=== What needs to be done ===
Write out the data below exactly, from its first line to the line containing "const LOG_SCORE_EPSILON: f64 = 1e-10;", that line included.

Collected data:

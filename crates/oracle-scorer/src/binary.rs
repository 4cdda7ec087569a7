// crates/oracle-scorer/src/binary.rs
// ============================================================================
// Module: Binary Scoring
// Description: Brier score, log score, skill score, and naive-baseline
//              scoring for binary (YES/NO) events.
// Purpose: Score a forecaster's `p(YES)` against what actually happened,
//          and compare it to how well a naive climatology/persistence
//          baseline would have done with the same information.
// Dependencies: oracle-baseline, oracle-core, oracle-ledger
// ============================================================================

use crate::baseline_walk::BaselineKind;
use crate::baseline_walk::walk_baseline_brier;
use crate::error::ScorerError;

/// Clamp applied to a probability before taking its logarithm, avoiding
/// `ln(0) == -inf`.
const LOG_SCORE_EPSILON: f64 = 1e-10;

/// Mean squared error between predicted `p(YES)` and the observed indicator
/// (`1.0` if YES occurred, `0.0` otherwise), over `pairs`.
///
/// Returns `None` if `pairs` is empty.
#[must_use]
pub fn brier_score(pairs: &[(f64, f64)]) -> Option<f64> {
    if pairs.is_empty() {
        return None;
    }
    let sum: f64 = pairs.iter().map(|(p, o)| (p - o).powi(2)).sum();
    Some(sum / pairs.len() as f64)
}

/// Mean log-likelihood of the actual outcome under the predicted
/// distribution: `mean(ln(p_relevant))`, where `p_relevant` is `p` if YES
/// occurred and `1 - p` otherwise, clamped to [`LOG_SCORE_EPSILON`] before
/// the logarithm.
///
/// Returns `None` if `pairs` is empty.
#[must_use]
pub fn log_score(pairs: &[(f64, f64)]) -> Option<f64> {
    if pairs.is_empty() {
        return None;
    }
    let sum: f64 = pairs
        .iter()
        .map(|(p, o)| {
            let relevant = if *o >= 0.5 { *p } else { 1.0 - p };
            relevant.max(LOG_SCORE_EPSILON).ln()
        })
        .sum();
    Some(sum / pairs.len() as f64)
}

/// [`brier_score`] computed over a superset of pairs that substitutes
/// `p = 0.5` for abstained forecasts and `o = 0.5` for `UNKNOWN`
/// resolutions, rather than excluding them. Callers are responsible for
/// building `pairs` with those substitutions already applied; the formula
/// itself is identical to [`brier_score`].
#[must_use]
pub fn effective_brier_score(pairs: &[(f64, f64)]) -> Option<f64> {
    brier_score(pairs)
}

/// `1 - model_brier / baseline_brier`, the fraction of a naive baseline's
/// error a model avoids. Special-cased to `0.0` when `baseline_brier` is
/// `0.0` (a perfect baseline leaves no room to claim skill). Returns `None`
/// if either input is `None`.
#[must_use]
pub fn brier_skill_score(model_brier: Option<f64>, baseline_brier: Option<f64>) -> Option<f64> {
    let model = model_brier?;
    let baseline = baseline_brier?;
    if baseline == 0.0 {
        return Some(0.0);
    }
    Some(1.0 - model / baseline)
}

/// Walk-forward Brier score of the climatology baseline against its own
/// resolution history for one `(event_id, horizon_days)`.
///
/// # Errors
///
/// Returns [`ScorerError`] if a scored resolution's `resolved_at_utc` fails
/// to parse.
pub fn climatology_brier(
    resolutions: &[oracle_ledger::ResolutionRecord],
    corrections: &[oracle_ledger::CorrectionRecord],
    config: &oracle_baseline::BaselineConfig,
    event_id: &str,
    horizon_days: u32,
) -> Result<(Option<f64>, usize), ScorerError> {
    let outcomes = vec!["YES".to_string(), "NO".to_string()];
    Ok(walk_baseline_brier(
        resolutions,
        corrections,
        config,
        event_id,
        horizon_days,
        &outcomes,
        BaselineKind::Climatology,
    )?)
}

/// Walk-forward Brier score of the persistence baseline against its own
/// resolution history for one `(event_id, horizon_days)`.
///
/// # Errors
///
/// See [`climatology_brier`].
pub fn persistence_brier(
    resolutions: &[oracle_ledger::ResolutionRecord],
    corrections: &[oracle_ledger::CorrectionRecord],
    config: &oracle_baseline::BaselineConfig,
    event_id: &str,
    horizon_days: u32,
) -> Result<(Option<f64>, usize), ScorerError> {
    let outcomes = vec!["YES".to_string(), "NO".to_string()];
    Ok(walk_baseline_brier(
        resolutions,
        corrections,
        config,
        event_id,
        horizon_days,
        &outcomes,
        BaselineKind::Persistence,
    )?)
}

#[cfg(test)]
mod tests {
    #![allow(
        clippy::unwrap_used,
        clippy::expect_used,
        clippy::panic,
        reason = "test-only assertions"
    )]
    use super::*;

    #[test]
    fn brier_score_of_perfect_forecast_is_zero() {
        let pairs = vec![(1.0, 1.0), (0.0, 0.0)];
        assert_eq!(brier_score(&pairs), Some(0.0));
    }

    #[test]
    fn brier_score_of_maximally_wrong_forecast_is_one() {
        let pairs = vec![(1.0, 0.0)];
        assert_eq!(brier_score(&pairs), Some(1.0));
    }

    #[test]
    fn brier_score_of_empty_input_is_none() {
        assert_eq!(brier_score(&[]), None);
    }

    #[test]
    fn log_score_rewards_confident_correct_forecasts() {
        let confident = log_score(&[(0.99, 1.0)]).unwrap();
        let unsure = log_score(&[(0.51, 1.0)]).unwrap();
        assert!(confident > unsure);
    }

    #[test]
    fn log_score_clamps_against_negative_infinity() {
        let score = log_score(&[(0.0, 1.0)]).unwrap();
        assert!(score.is_finite());
    }

    #[test]
    fn skill_score_is_zero_against_a_perfect_baseline() {
        assert_eq!(brier_skill_score(Some(0.1), Some(0.0)), Some(0.0));
    }

    #[test]
    fn skill_score_is_positive_when_model_beats_baseline() {
        let skill = brier_skill_score(Some(0.1), Some(0.2)).unwrap();
        assert!((skill - 0.5).abs() < 1e-9);
    }

    #[test]
    fn skill_score_is_none_when_either_input_is_none() {
        assert_eq!(brier_skill_score(None, Some(0.2)), None);
        assert_eq!(brier_skill_score(Some(0.2), None), None);
    }
}
// crates/oracle-runs/src/lib.rs
// ============================================================================
// Module: Oracle Run Selector
// Description: Discover, filter, and order upstream simulation run folders.
// Purpose: Let the forecast generator and resolver find the right input run
//          without ever constructing a path by hand.
// Dependencies: oracle-core, serde, serde_json, time
// ============================================================================

//! ## Overview
//! A run folder's name encodes its date (`RUN_YYYYMMDD[_...]`), so a plain
//! descending lexicographic sort over folder names is also a descending
//! chronological sort. This module never writes to a run directory; it only
//! reads `run_manifest.json` and checks for the presence of sibling
//! artifact files.

use std::fs;
use std::path::Path;
use std::path::PathBuf;

use serde::Deserialize;
use serde::Serialize;

/// Folder name reserved for process-level metadata, never a real run.
pub const RESERVED_META_DIR: &str = "_meta";
/// Prefix marking a run folder as test fixture data, excluded by default.
pub const TEST_RUN_PREFIX: &str = "TEST_";

/// Which artifact set a run must satisfy to be considered valid.
#[derive(Debug, Clone, Copy, PartialEq, Eq)]
pub enum RunMode {
    /// Read-only inspection of real-world state; the only mode this
    /// subsystem's forecaster and resolver actually exercise.
    Observe,
    /// Full Monte Carlo simulation artifact set, exercised by the upstream
    /// pipeline this subsystem never drives directly but must still be able
    /// to validate runs for.
    Simulate,
}

impl RunMode {
    /// The artifact filenames a run directory must contain to be valid for
    /// this mode.
    #[must_use]
    pub const fn required_artifacts(self) -> &'static [&'static str] {
        match self {
            Self::Observe => &["run_manifest.json", "compiled_intel.json", "coverage_report.json"],
            Self::Simulate => &[
                "run_manifest.json",
                "compiled_intel.json",
                "coverage_report.json",
                "priors_resolved.json",
                "simulation_results.json",
            ],
        }
    }
}

/// Fields of `run_manifest.json` this crate reads.
#[derive(Debug, Clone, Deserialize, Serialize, Default)]
pub struct RunManifest {
    /// Run identifier, normally matching the folder name.
    #[serde(default)]
    pub run_id: Option<String>,
    /// The data cutoff timestamp, RFC 3339.
    #[serde(default)]
    pub data_cutoff_utc: Option<String>,
    /// Random seed used for the upstream simulation, if any.
    #[serde(default)]
    pub seed: Option<u64>,
    /// Whether this run's outputs are reliable enough to forecast or
    /// resolve from. Absent is treated as `true`.
    #[serde(default)]
    pub run_reliable: Option<bool>,
    /// Free-text reason when `run_reliable` is `false`.
    #[serde(default)]
    pub unreliable_reason: Option<String>,
    /// Content hashes of this run's artifact files, keyed by filename.
    #[serde(default)]
    pub hashes: std::collections::BTreeMap<String, String>,
}

/// Errors raised discovering or inspecting run directories.
#[derive(Debug, thiserror::Error)]
pub enum RunSelectorError {
    /// The runs root directory could not be listed.
    #[error("failed to list runs directory {path}: {source}")]
    Io {
        /// Path the failing operation targeted.
        path: String,
        #[source]
        source: std::io::Error,
    },
    /// No run in the directory satisfied the validity and reliability
    /// requirements.
    #[error("no valid and reliable run found under {0}")]
    NoValidRun(String),
}

/// One run directory's reliability verdict.
#[derive(Debug, Clone)]
pub struct Reliability {
    /// `true` unless the manifest explicitly says otherwise.
    pub reliable: bool,
    /// The manifest's stated reason, if unreliable or unreadable.
    pub reason: Option<String>,
}

/// Lists run folder names under `runs_dir`, excluding [`RESERVED_META_DIR`]
/// and (unless `include_test_runs`) anything prefixed [`TEST_RUN_PREFIX`],
/// sorted descending (newest first, since names encode date).
///
/// # Errors
///
/// Returns [`RunSelectorError::Io`] if `runs_dir` cannot be read.
pub fn list_runs_sorted(
    runs_dir: &Path,
    include_test_runs: bool,
) -> Result<Vec<String>, RunSelectorError> {
    let mut names = Vec::new();
    for entry in fs::read_dir(runs_dir)
        .map_err(|source| RunSelectorError::Io { path: runs_dir.display().to_string(), source })?
    {
        let entry = entry
            .map_err(|source| RunSelectorError::Io { path: runs_dir.display().to_string(), source })?;
        if !entry.path().is_dir() {
            continue;
        }
        let Some(name) = entry.file_name().to_str().map(str::to_string) else {
            continue;
        };
        if name == RESERVED_META_DIR {
            continue;
        }
        if !include_test_runs && name.starts_with(TEST_RUN_PREFIX) {
            continue;
        }
        names.push(name);
    }
    names.sort_by(|a, b| b.cmp(a));
    Ok(names)
}

/// Returns `true` iff every artifact `mode` requires is present under
/// `runs_dir/run_name`.
#[must_use]
pub fn check_artifacts_exist(runs_dir: &Path, run_name: &str, mode: RunMode) -> bool {
    let run_dir = runs_dir.join(run_name);
    mode.required_artifacts().iter().all(|artifact| run_dir.join(artifact).is_file())
}

/// Loads a run's manifest, if present. Returns `Ok(None)` (not an error) if
/// `run_manifest.json` does not exist, matching the original system's
/// "absent manifest means reliable" default.
///
/// # Errors
///
/// Returns [`RunSelectorError::Io`] if the manifest exists but cannot be
/// read or parsed.
pub fn load_run_manifest(
    runs_dir: &Path,
    run_name: &str,
) -> Result<Option<RunManifest>, RunSelectorError> {
    let manifest_path = runs_dir.join(run_name).join("run_manifest.json");
    if !manifest_path.is_file() {
        return Ok(None);
    }
    let raw = fs::read_to_string(&manifest_path)
        .map_err(|source| RunSelectorError::Io { path: manifest_path.display().to_string(), source })?;
    let manifest: RunManifest = serde_json::from_str(&raw).unwrap_or_default();
    Ok(Some(manifest))
}

/// Reads a run's declared reliability, defaulting to reliable when the
/// manifest is absent or fails to parse.
#[must_use]
pub fn get_run_reliability(runs_dir: &Path, run_name: &str) -> Reliability {
    match load_run_manifest(runs_dir, run_name) {
        Ok(Some(manifest)) => Reliability {
            reliable: manifest.run_reliable.unwrap_or(true),
            reason: manifest.unreliable_reason,
        },
        Ok(None) => Reliability { reliable: true, reason: None },
        Err(err) => Reliability { reliable: false, reason: Some(err.to_string()) },
    }
}

/// Returns `true` iff `run_name` has every required artifact for
/// [`RunMode::Observe`].
#[must_use]
pub fn is_run_valid_for_observe(runs_dir: &Path, run_name: &str) -> bool {
    check_artifacts_exist(runs_dir, run_name, RunMode::Observe)
}

/// Full resolved state of a single run directory.
#[derive(Debug, Clone)]
pub struct RunInfo {
    /// The run's folder name.
    pub run_name: String,
    /// Absolute path to the run directory.
    pub path: PathBuf,
    /// Whether the mode-specific artifact set is fully present.
    pub valid: bool,
    /// Reliability, read from the manifest.
    pub reliability: Reliability,
    /// The run's manifest, if present.
    pub manifest: Option<RunManifest>,
}

/// Builds a [`RunInfo`] for one run directory, for a given [`RunMode`].
#[must_use]
pub fn get_run_info(runs_dir: &Path, run_name: &str, mode: RunMode) -> RunInfo {
    RunInfo {
        run_name: run_name.to_string(),
        path: runs_dir.join(run_name),
        valid: check_artifacts_exist(runs_dir, run_name, mode),
        reliability: get_run_reliability(runs_dir, run_name),
        manifest: load_run_manifest(runs_dir, run_name).ok().flatten(),
    }
}

/// Finds the newest run (by descending folder-name sort) that is both
/// structurally valid for `mode` and reliable. An explicit `run_dir`
/// override, when `Some`, is validated and returned directly instead of
/// searching.
///
/// # Errors
///
/// Returns [`RunSelectorError::NoValidRun`] if no run satisfies both
/// checks, or [`RunSelectorError::Io`] if `runs_dir` cannot be listed.
pub fn find_latest_valid_run(runs_dir: &Path, mode: RunMode) -> Result<RunInfo, RunSelectorError> {
    for name in list_runs_sorted(runs_dir, false)? {
        let info = get_run_info(runs_dir, &name, mode);
        if info.valid && info.reliability.reliable {
            return Ok(info);
        }
    }
    Err(RunSelectorError::NoValidRun(runs_dir.display().to_string()))
}

/// Finds the earliest valid-and-reliable run (ascending date order) whose
/// `data_cutoff_utc` falls within `[target_date_utc, target_date_utc +
/// max_lag_days]`, used by the resolver to pick the evidence run for a
/// forecast whose target date has passed.
///
/// # Errors
///
/// Returns [`RunSelectorError::NoValidRun`] if no such run exists yet (the
/// caller should retry later), or [`RunSelectorError::Io`] if `runs_dir`
/// cannot be listed.
pub fn find_resolution_run(
    runs_dir: &Path,
    mode: RunMode,
    target_date_utc: time::OffsetDateTime,
    max_lag_days: i64,
) -> Result<RunInfo, RunSelectorError> {
    let window_end = target_date_utc + time::Duration::days(max_lag_days);
    let mut names = list_runs_sorted(runs_dir, false)?;
    names.reverse();
    for name in names {
        let info = get_run_info(runs_dir, &name, mode);
        if !info.valid || !info.reliability.reliable {
            continue;
        }
        let Some(manifest) = &info.manifest else { continue };
        let Some(cutoff_raw) = &manifest.data_cutoff_utc else { continue };
        let Ok(cutoff) = oracle_core::parse_utc(cutoff_raw) else { continue };
        if cutoff >= target_date_utc && cutoff <= window_end {
            return Ok(info);
        }
    }
    Err(RunSelectorError::NoValidRun(runs_dir.display().to_string()))
}

#[cfg(test)]
mod tests {
    #![allow(
        clippy::unwrap_used,
        clippy::expect_used,
        clippy::panic,
        reason = "test-only assertions"
    )]
    use super::*;

    fn write_run(
        runs_dir: &Path,
        name: &str,
        data_cutoff_utc: &str,
        reliable: Option<bool>,
        full_artifacts: bool,
    ) {
        let dir = runs_dir.join(name);
        fs::create_dir_all(&dir).unwrap();
        let manifest = serde_json::json!({
            "run_id": name,
            "data_cutoff_utc": data_cutoff_utc,
            "run_reliable": reliable,
        });
        fs::write(dir.join("run_manifest.json"), manifest.to_string()).unwrap();
        fs::write(dir.join("compiled_intel.json"), "{}").unwrap();
        fs::write(dir.join("coverage_report.json"), "{}").unwrap();
        if full_artifacts {
            fs::write(dir.join("priors_resolved.json"), "{}").unwrap();
            fs::write(dir.join("simulation_results.json"), "{}").unwrap();
        }
    }

    #[test]
    fn list_runs_sorted_excludes_meta_and_test() {
        let tmp = tempfile::tempdir().unwrap();
        write_run(tmp.path(), "RUN_20260410", "2026-04-10T00:00:00Z", None, false);
        write_run(tmp.path(), "RUN_20260415", "2026-04-15T00:00:00Z", None, false);
        fs::create_dir_all(tmp.path().join("_meta")).unwrap();
        fs::create_dir_all(tmp.path().join("TEST_RUN_X")).unwrap();

        let names = list_runs_sorted(tmp.path(), false).unwrap();
        assert_eq!(names, vec!["RUN_20260415".to_string(), "RUN_20260410".to_string()]);
    }

    #[test]
    fn unreliable_run_is_excluded_from_latest() {
        let tmp = tempfile::tempdir().unwrap();
        write_run(tmp.path(), "RUN_20260410", "2026-04-10T00:00:00Z", None, false);
        write_run(tmp.path(), "RUN_20260415", "2026-04-15T00:00:00Z", Some(false), false);

        let info = find_latest_valid_run(tmp.path(), RunMode::Observe).unwrap();
        assert_eq!(info.run_name, "RUN_20260410");
    }

    #[test]
    fn missing_manifest_defaults_reliable() {
        let tmp = tempfile::tempdir().unwrap();
        let dir = tmp.path().join("RUN_20260410");
        fs::create_dir_all(&dir).unwrap();
        fs::write(dir.join("compiled_intel.json"), "{}").unwrap();
        fs::write(dir.join("coverage_report.json"), "{}").unwrap();

        let reliability = get_run_reliability(tmp.path(), "RUN_20260410");
        assert!(reliability.reliable);
    }

    #[test]
    fn simulate_mode_requires_more_artifacts() {
        let tmp = tempfile::tempdir().unwrap();
        write_run(tmp.path(), "RUN_20260410", "2026-04-10T00:00:00Z", None, false);
        assert!(is_run_valid_for_observe(tmp.path(), "RUN_20260410"));
        assert!(!check_artifacts_exist(tmp.path(), "RUN_20260410", RunMode::Simulate));
    }

    #[test]
    fn find_resolution_run_picks_earliest_in_lag_window() {
        let tmp = tempfile::tempdir().unwrap();
        write_run(tmp.path(), "RUN_20260420", "2026-04-20T00:00:00Z", None, false);
        write_run(tmp.path(), "RUN_20260425", "2026-04-25T00:00:00Z", None, false);
        write_run(tmp.path(), "RUN_20260430", "2026-04-30T00:00:00Z", None, false);

        let target = oracle_core::parse_utc("2026-04-22T00:00:00Z").unwrap();
        let info = find_resolution_run(tmp.path(), RunMode::Observe, target, 14).unwrap();
        assert_eq!(info.run_name, "RUN_20260425");
    }

    #[test]
    fn find_resolution_run_errors_when_none_in_window() {
        let tmp = tempfile::tempdir().unwrap();
        write_run(tmp.path(), "RUN_20260401", "2026-04-01T00:00:00Z", None, false);

        let target = oracle_core::parse_utc("2026-04-22T00:00:00Z").unwrap();
        let result = find_resolution_run(tmp.path(), RunMode::Observe, target, 14);
        assert!(matches!(result, Err(RunSelectorError::NoValidRun(_))));
    }
}
// crates/oracle-reporter/src/lib.rs
// ============================================================================
// Crate: oracle-reporter
// Description: Renders a computed scorecard as JSON and Markdown, writes it
//              to disk, and produces a lightweight ledger status census.
// Purpose: Keep presentation concerns (envelope shape, table formatting,
//          file layout) out of the scorer, which only computes numbers.
// Dependencies: oracle-catalog, oracle-core, oracle-ledger, oracle-scorer,
//               serde, serde_json, thiserror, time
// ============================================================================

//! ## Overview
//! [`json::generate_scorecard_json`] and [`markdown::generate_scorecard_md`]
//! both take the same [`oracle_scorer::Scorecard`] and
//! [`json::ScorecardMetadata`] pair and never recompute a figure the scorer
//! already produced. [`report::generate_report`] is the orchestration point
//! that writes one or both forms under a reports directory.
//! [`status::generate_status_report`] is a separate, cheaper census that
//! does not require a baseline config or a scoring pass at all.

pub mod error;
pub mod json;
pub mod markdown;
pub mod report;
pub mod status;

pub use error::ReporterError;
pub use json::ScorecardMetadata;
pub use json::generate_scorecard_json;
pub use json::scorecard_json_value;
pub use markdown::format_calibration_table;
pub use markdown::format_coverage_table;
pub use markdown::format_mode_scores_table;
pub use markdown::generate_scorecard_md;
pub use report::DEFAULT_REPORTS_DIR;
pub use report::OutputFormat;
pub use report::WrittenReport;
pub use report::generate_report;
pub use status::EventStatusCounts;
pub use status::StatusReport;
pub use status::generate_status_report;

#[cfg(test)]
mod tests {
    #![allow(
        clippy::unwrap_used,
        clippy::expect_used,
        clippy::panic,
        reason = "test-only assertions"
    )]
    use std::collections::BTreeMap;

    use oracle_catalog::EventCatalog;
    use oracle_catalog::EventDef;
    use oracle_catalog::ForecastSource;
    use oracle_catalog::ResolutionSource;
    use oracle_ledger::ForecastRecord;
    use oracle_ledger::Ledger;
    use oracle_ledger::ResolutionRecord;
    use oracle_scorer::Scorecard;

    use super::*;

    fn event(event_id: &str) -> EventDef {
        EventDef {
            event_id: event_id.to_string(),
            title: "Test Event".to_string(),
            event_type: oracle_core::EventType::Binary,
            allowed_outcomes: vec!["YES".to_string(), "NO".to_string()],
            min_catalog_version: None,
            forecast_source: ForecastSource::SimulationOutput { field_path: "p".to_string() },
            resolution_source: ResolutionSource::None,
            horizons_days: vec![7],
            enabled: true,
            bin_spec: None,
            requires_manual_resolution: false,
            auto_resolve: false,
            grace_days: None,
            max_resolution_lag_days: None,
            effective_from_utc: None,
        }
    }

    fn forecast(forecast_id: &str, event_id: &str) -> ForecastRecord {
        let mut probabilities = BTreeMap::new();
        probabilities.insert("YES".to_string(), 0.6);
        probabilities.insert("NO".to_string(), 0.4);
        ForecastRecord {
            forecast_id: forecast_id.to_string(),
            event_id: event_id.to_string(),
            horizon_days: 7,
            as_of_utc: "2026-04-15T00:00:00Z".to_string(),
            target_date_utc: "2026-04-22T00:00:00Z".to_string(),
            run_id: "RUN_1".to_string(),
            manifest_id: "sha256:abc".to_string(),
            forecaster_id: "oracle_v1".to_string(),
            forecaster_version: "1.0".to_string(),
            distribution_type: oracle_core::EventType::Binary,
            probabilities,
            abstain: false,
            abstain_reason: None,
            seed: None,
            n_sims: None,
            artifact_hashes: BTreeMap::new(),
            ensemble_inputs: None,
            baseline_metadata: None,
            derivation_note: None,
        }
    }

    fn resolution(forecast_id: &str, event_id: &str) -> ResolutionRecord {
        ResolutionRecord {
            resolution_id: format!("res_{forecast_id}"),
            forecast_id: forecast_id.to_string(),
            event_id: event_id.to_string(),
            horizon_days: 7,
            target_date_utc: "2026-04-22T00:00:00Z".to_string(),
            resolved_outcome: "YES".to_string(),
            resolved_value: None,
            resolved_at_utc: "2026-04-22T00:00:00Z".to_string(),
            resolution_mode: oracle_core::ResolutionMode::ExternalAuto,
            reason_code: None,
            unknown_reason: None,
            run_id: Some("RUN_1".to_string()),
            resolution_manifest_id: None,
            rule_applied: None,
            evidence_refs: Vec::new(),
            evidence_hashes: Vec::new(),
            resolved_by: "oracle_resolver_v2".to_string(),
        }
    }

    #[test]
    fn scorecard_json_round_trips_through_serde() {
        let catalog = EventCatalog { catalog_version: "1.0.0".to_string(), events: vec![event("evt_a")] };
        let forecasts = vec![forecast("fcst_1", "evt_a")];
        let resolutions = vec![resolution("fcst_1", "evt_a")];
        let baseline_config = oracle_baseline::BaselineConfig::default();
        let as_of = oracle_core::parse_utc("2026-04-23T00:00:00Z").unwrap();
        let scorecard = oracle_scorer::compute_scores(
            &catalog,
            &forecasts,
            &resolutions,
            &[],
            &baseline_config,
            &[oracle_core::ResolutionMode::ExternalAuto, oracle_core::ResolutionMode::ExternalManual],
            None,
            None,
            as_of,
        )
        .unwrap();

        let metadata = ScorecardMetadata::default();
        let text = generate_scorecard_json(&scorecard, &metadata, as_of).unwrap();
        let value: serde_json::Value = serde_json::from_str(&text).unwrap();
        assert_eq!(value["scorecard_version"], "1.0");
        assert_eq!(value["scores"]["counts"]["total_forecasts"], 1);
    }

    #[test]
    fn scorecard_md_contains_expected_sections() {
        let scorecard = Scorecard::default();
        let metadata = ScorecardMetadata { event_id_filter: Some("evt_a".to_string()), ..Default::default() };
        let as_of = oracle_core::parse_utc("2026-04-23T00:00:00Z").unwrap();
        let md = generate_scorecard_md(&scorecard, &metadata, as_of).unwrap();
        assert!(md.contains("## Summary"));
        assert!(md.contains("## Coverage Metrics"));
        assert!(md.contains("## Filters Applied"));
        assert!(md.contains("## Scores by Resolution Mode"));
        assert!(md.contains("## Interpretation Guide"));
    }

    #[test]
    fn generate_report_writes_both_formats() {
        let dir = tempfile::tempdir().unwrap();
        let scorecard = Scorecard::default();
        let metadata = ScorecardMetadata::default();
        let as_of = oracle_core::parse_utc("2026-04-23T00:00:00Z").unwrap();
        let written =
            generate_report(&scorecard, &metadata, as_of, dir.path(), OutputFormat::Both).unwrap();
        assert!(written.json_path.as_ref().unwrap().exists());
        assert!(written.md_path.as_ref().unwrap().exists());
    }

    #[test]
    fn status_report_counts_every_catalog_event() {
        let dir = tempfile::tempdir().unwrap();
        let ledger = Ledger::new(dir.path().join("ledger"));
        ledger.append_forecast(&forecast("fcst_1", "evt_a")).unwrap();
        ledger.append_forecast(&forecast("fcst_2", "evt_a")).unwrap();
        ledger.append_resolution(&resolution("fcst_1", "evt_a")).unwrap();

        let catalog = EventCatalog {
            catalog_version: "1.0.0".to_string(),
            events: vec![event("evt_a"), event("evt_b")],
        };
        let status = generate_status_report(&catalog, &ledger).unwrap();
        assert_eq!(status.total_forecasts, 2);
        assert_eq!(status.total_resolved, 1);
        assert_eq!(status.total_pending, 1);
        assert_eq!(status.by_event["evt_a"].total, 2);
        assert_eq!(status.by_event["evt_b"].total, 0);
    }
}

=== Response box ===
filename crates/oracle-scorer/src/binary.rs
repository 4cdda7ec087569a7
// crates/oracle-scorer/src/binary.rs
// ============================================================================
// Module: Binary Scoring
// Description: Brier score, log score, skill score, and naive-baseline
//              scoring for binary (YES/NO) events.
// Purpose: Score a forecaster's `p(YES)` against what actually happened,
//          and compare it to how well a naive climatology/persistence
//          baseline would have done with the same information.
// Dependencies: oracle-baseline, oracle-core, oracle-ledger
// ============================================================================

use crate::baseline_walk::BaselineKind;
use crate::baseline_walk::walk_baseline_brier;
use crate::error::ScorerError;

/// Clamp applied to a probability before taking its logarithm, avoiding
/// `ln(0) == -inf`.
const LOG_SCORE_EPSILON: f64 = 1e-10;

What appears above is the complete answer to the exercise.